TITLE

A Novel Intestinal Anastomotic Device in a Porcine Model

PUB. DATE
September 2004
SOURCE
American Surgeon;Sep2004, Vol. 70 Issue 9, p767
SOURCE TYPE
Academic Journal
DOC. TYPE
Article
ABSTRACT
The purpose of this study was to evaluate a novel, intraluminally deployed anastomotic device (AD). A survival study was conducted in 18 farm pigs. One early subject was excluded and replaced due to premature expiration. Six animals were placed in 1 of 3 cohorts, with euthanasia and AD explantation planned at 2, 4, and 6 weeks. A distal small intestinal side-side [functional end-end] anastomosis using the AD was performed via midline laparotomy. Fluoroscopy with double-contrast dilute barium and burst pressure measurements were performed in 4 animals in each group. Two animals in each cohort underwent fluoroscopy without contrast and resection for histology. Mucosal healing, inflammation, anastomotic alignment of the muscularis propria, and fibrosis were graded on a 4-point scale. All animals survived to the date of planned euthanasia except the excluded subject, who expired from causes unrelated to the device. Normal weight gain was seen in all. Sixteen of 18 devices sloughed prior to extraction without evidence of injury or obstruction during the survival period or at necropsy.
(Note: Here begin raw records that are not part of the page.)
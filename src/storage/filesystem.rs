//! Filesystem provider
//!
//! `scheme://namespace/a/b` maps to `<base>/namespace/a/b`; the file's
//! bytes are the value. `sync` is driven by OS file notifications
//! (`notify`) on the file's parent directory.

use std::collections::HashMap;
use std::io;
use std::path::{Path, PathBuf};
use std::sync::Arc;
use std::sync::atomic::{AtomicU64, Ordering};
use std::time::SystemTime;
use async_trait::async_trait;
use notify::{EventKind, RecommendedWatcher, RecursiveMode, Watcher as NotifyWatcher};
use parking_lot::Mutex;
use tokio::runtime::Handle;
use walkdir::WalkDir;
use crate::provider::{marshal_list, size_mismatch, BatchResult, Provider, LIST_ACTION};
use crate::uri::ResourceUri;
use crate::watch::{dispatch, WatchCallback, WatchHandle, WatchToken};
use crate::{Error, Result};

/// Prefix of the sibling temp file used for atomic replace
const TEMP_PREFIX: &str = ".uristore-";

struct ActiveWatch {
    _watcher: RecommendedWatcher,
    token: WatchToken,
}

/// Identity of one write. Every `set` renames a fresh file into place, so
/// the inode changes even when the bytes do not.
#[derive(Debug, Clone, Copy, PartialEq, Eq)]
struct FileStamp {
    modified: Option<SystemTime>,
    len: u64,
    inode: u64,
}

impl FileStamp {
    fn of(meta: &std::fs::Metadata) -> Self {
        #[cfg(unix)]
        let inode = std::os::unix::fs::MetadataExt::ino(meta);
        #[cfg(not(unix))]
        let inode = 0;
        Self {
            modified: meta.modified().ok(),
            len: meta.len(),
            inode,
        }
    }
}

/// What a watch last delivered, so repeated OS events for one write
/// collapse into one callback.
struct WatchState {
    path: PathBuf,
    last: Option<FileStamp>,
}

impl WatchState {
    /// Compare the file against the last delivery; `Some` when it changed.
    fn observe(&mut self) -> Option<Option<Vec<u8>>> {
        let stamp = match std::fs::metadata(&self.path) {
            Ok(meta) => FileStamp::of(&meta),
            Err(e) => return self.read_failed(e),
        };
        if self.last == Some(stamp) {
            return None;
        }
        match std::fs::read(&self.path) {
            Ok(bytes) => {
                self.last = Some(stamp);
                Some(Some(bytes))
            }
            Err(e) => self.read_failed(e),
        }
    }

    fn read_failed(&mut self, e: io::Error) -> Option<Option<Vec<u8>>> {
        if e.kind() == io::ErrorKind::NotFound {
            self.last.take()?;
            return Some(None);
        }
        tracing::warn!("watch read error on {}: {}", self.path.display(), e);
        None
    }
}

/// Provider backed by a directory tree.
pub struct FileProvider {
    base: PathBuf,
    watches: Arc<Mutex<HashMap<u64, ActiveWatch>>>,
    next_watch_id: AtomicU64,
    next_temp_id: AtomicU64,
}

impl FileProvider {
    /// Create a provider rooted at `base_dir` (created if missing)
    pub fn new(base_dir: impl AsRef<Path>) -> Result<Self> {
        let base_dir = base_dir.as_ref();
        std::fs::create_dir_all(base_dir)?;
        let base = base_dir.canonicalize()?;
        tracing::debug!("file provider rooted at {}", base.display());
        Ok(Self {
            base,
            watches: Arc::new(Mutex::new(HashMap::new())),
            next_watch_id: AtomicU64::new(0),
            next_temp_id: AtomicU64::new(0),
        })
    }

    /// Root directory
    pub fn base_dir(&self) -> &Path {
        &self.base
    }

    /// Number of live watches
    pub fn watch_count(&self) -> usize {
        self.watches.lock().len()
    }

    /// Filesystem path for a URI
    pub fn path_for(&self, uri: &ResourceUri) -> Result<PathBuf> {
        let mut path = self.base.clone();
        for seg in std::iter::once(uri.namespace()).chain(uri.path().iter().map(String::as_str)) {
            check_segment(uri, seg)?;
            path.push(seg);
        }
        Ok(path)
    }

    /// Sibling temp path, unique per write within this process
    fn temp_path(&self, path: &Path) -> PathBuf {
        let name = path
            .file_name()
            .map(|n| n.to_string_lossy().into_owned())
            .unwrap_or_default();
        let seq = self.next_temp_id.fetch_add(1, Ordering::Relaxed);
        path.with_file_name(format!(
            "{}{}.{}.{}.tmp",
            TEMP_PREFIX,
            name,
            std::process::id(),
            seq
        ))
    }

    async fn write_file(&self, uri: &ResourceUri, value: &[u8]) -> Result<()> {
        let path = self.path_for(uri)?;
        if let Some(parent) = path.parent() {
            tokio::fs::create_dir_all(parent).await?;
        }
        let tmp = self.temp_path(&path);
        tokio::fs::write(&tmp, value).await?;
        if let Err(e) = tokio::fs::rename(&tmp, &path).await {
            let _ = tokio::fs::remove_file(&tmp).await;
            return Err(e.into());
        }
        Ok(())
    }

    async fn read_file(&self, uri: &ResourceUri) -> Result<Vec<u8>> {
        let path = self.path_for(uri)?;
        tokio::fs::read(&path).await.map_err(|e| not_found_or(e, uri))
    }

    async fn remove_file(&self, uri: &ResourceUri) -> Result<()> {
        let path = self.path_for(uri)?;
        tokio::fs::remove_file(&path).await.map_err(|e| not_found_or(e, uri))
    }

    fn list(&self, uri: &ResourceUri) -> Result<Vec<u8>> {
        let mut dir = self.base.clone();
        let parent = uri.path().split_last().map(|(_, p)| p).unwrap_or_default();
        for seg in std::iter::once(uri.namespace()).chain(parent.iter().map(String::as_str)) {
            check_segment(uri, seg)?;
            dir.push(seg);
        }
        if !dir.is_dir() {
            return marshal_list(Vec::<&[u8]>::new());
        }

        let mut values = Vec::new();
        for entry in WalkDir::new(&dir)
            .sort_by_file_name()
            .into_iter()
            .filter_map(|e| e.ok())
            .filter(|e| e.file_type().is_file())
            .filter(|e| !e.file_name().to_string_lossy().starts_with(TEMP_PREFIX))
        {
            match std::fs::read(entry.path()) {
                Ok(bytes) => values.push(bytes),
                Err(e) => tracing::debug!("skipping unreadable {}: {}", entry.path().display(), e),
            }
        }
        marshal_list(values.iter().map(Vec::as_slice))
    }
}

fn check_segment(uri: &ResourceUri, seg: &str) -> Result<()> {
    if seg.is_empty() || seg == "." || seg == ".." || seg.contains(['/', '\\']) {
        return Err(Error::InvalidUri(format!("{} (segment {:?})", uri, seg)));
    }
    Ok(())
}

fn not_found_or(e: io::Error, uri: &ResourceUri) -> Error {
    if e.kind() == io::ErrorKind::NotFound {
        Error::NotFound(uri.to_uri_string())
    } else {
        Error::Io(e)
    }
}

#[async_trait]
impl Provider for FileProvider {
    async fn get(&self, uri: &ResourceUri) -> Result<Vec<u8>> {
        tracing::debug!("file get {}", uri);
        self.read_file(uri).await
    }

    async fn set(&self, uri: &ResourceUri, value: &[u8]) -> Result<()> {
        tracing::debug!("file set {} ({} bytes)", uri, value.len());
        self.write_file(uri, value).await
    }

    async fn delete(&self, uri: &ResourceUri) -> Result<()> {
        tracing::debug!("file delete {}", uri);
        self.remove_file(uri).await
    }

    async fn exists(&self, uri: &ResourceUri) -> Result<bool> {
        let path = self.path_for(uri)?;
        Ok(tokio::fs::metadata(&path).await.map(|m| m.is_file()).unwrap_or(false))
    }

    async fn execute(&self, uri: &ResourceUri, _payload: &[u8]) -> Result<Vec<u8>> {
        tracing::debug!("file execute {}", uri);
        match uri.last_segment() {
            Some(LIST_ACTION) => self.list(uri),
            other => Err(Error::NotSupported(format!(
                "file action {:?}",
                other.unwrap_or_default()
            ))),
        }
    }

    /// Watch one file.
    ///
    /// A file that does not exist yet gets no initial callback; its first
    /// write is delivered as a change.
    async fn sync(&self, uri: &ResourceUri, callback: WatchCallback) -> Result<WatchHandle> {
        let runtime = Handle::try_current()?;
        let path = self.path_for(uri)?;
        let parent = path
            .parent()
            .map(Path::to_path_buf)
            .ok_or_else(|| Error::InvalidUri(uri.to_uri_string()))?;
        tokio::fs::create_dir_all(&parent).await?;

        let id = self.next_watch_id.fetch_add(1, Ordering::Relaxed);
        let token = WatchToken::new();
        let state = Arc::new(Mutex::new(WatchState { path: path.clone(), last: None }));

        let handler = {
            let state = Arc::clone(&state);
            let callback = Arc::clone(&callback);
            let token = token.clone();
            let runtime = runtime.clone();
            move |res: notify::Result<notify::Event>| {
                let event = match res {
                    Ok(event) => event,
                    Err(e) => {
                        tracing::warn!("watch error: {:?}", e);
                        return;
                    }
                };
                if matches!(event.kind, EventKind::Access(_)) || token.is_cancelled() {
                    return;
                }
                let mut state = state.lock();
                if !event.paths.iter().any(|p| p == &state.path) {
                    return;
                }
                if let Some(payload) = state.observe() {
                    dispatch(&runtime, Arc::clone(&callback), token.clone(), payload);
                }
            }
        };

        let mut watcher = notify::recommended_watcher(handler)?;
        watcher.watch(&parent, RecursiveMode::NonRecursive)?;

        // Replay only after the OS watch is live, so no write slips between.
        {
            let mut state = state.lock();
            if let Some(Some(current)) = state.observe() {
                dispatch(&runtime, Arc::clone(&callback), token.clone(), Some(current));
            }
        }

        self.watches.lock().insert(
            id,
            ActiveWatch {
                _watcher: watcher,
                token: token.clone(),
            },
        );
        tracing::debug!("file sync {} (watch {})", uri, id);

        let watches = Arc::clone(&self.watches);
        Ok(WatchHandle::new(token, move || {
            watches.lock().remove(&id);
        }))
    }

    async fn batch_get(&self, uris: &[ResourceUri]) -> BatchResult<Vec<u8>> {
        let mut results = Vec::with_capacity(uris.len());
        for uri in uris {
            results.push(self.read_file(uri).await);
        }
        results
    }

    async fn batch_set(&self, uris: &[ResourceUri], values: &[Vec<u8>]) -> BatchResult<()> {
        if let Some(mismatch) = size_mismatch(uris, values) {
            return mismatch;
        }
        let mut results = Vec::with_capacity(uris.len());
        for (uri, value) in uris.iter().zip(values) {
            results.push(self.write_file(uri, value).await);
        }
        results
    }

    async fn batch_delete(&self, uris: &[ResourceUri]) -> BatchResult<()> {
        let mut results = Vec::with_capacity(uris.len());
        for uri in uris {
            results.push(self.remove_file(uri).await);
        }
        results
    }

    /// Drop every OS watcher. Files stay on disk.
    async fn close(&self) -> Result<()> {
        let drained: Vec<ActiveWatch> = self.watches.lock().drain().map(|(_, w)| w).collect();
        for watch in &drained {
            watch.token.cancel();
        }
        tracing::info!("file provider closed ({} watches released)", drained.len());
        Ok(())
    }
}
Filling pressures of >200 mm Hg were reached; no leakage was seen. Mucosal healing and continuity were graded good to excellent at 2 weeks and excellent at 4 and 6 weeks. Inflammation improved with time, with moderate change at 2 weeks and mild at 6 weeks. Anastomotic fibrosis was mild at 2 weeks, mild to minimal at 4 weeks, and minimal at 6 weeks. The anastomotic alignment was 100 per cent except in 1 animal at 2 weeks with >50 per cent but <100 per cent alignment. The AD resulted in a stable, functional anastomosis without narrowing. All tested anastomoses withstood supraphysiologic insufflation pressures without evidence of disruption. The applicability of this novel device will be explored for use in other gastrointestinal and biliary anastornoses using minimally invasive deployment techniques.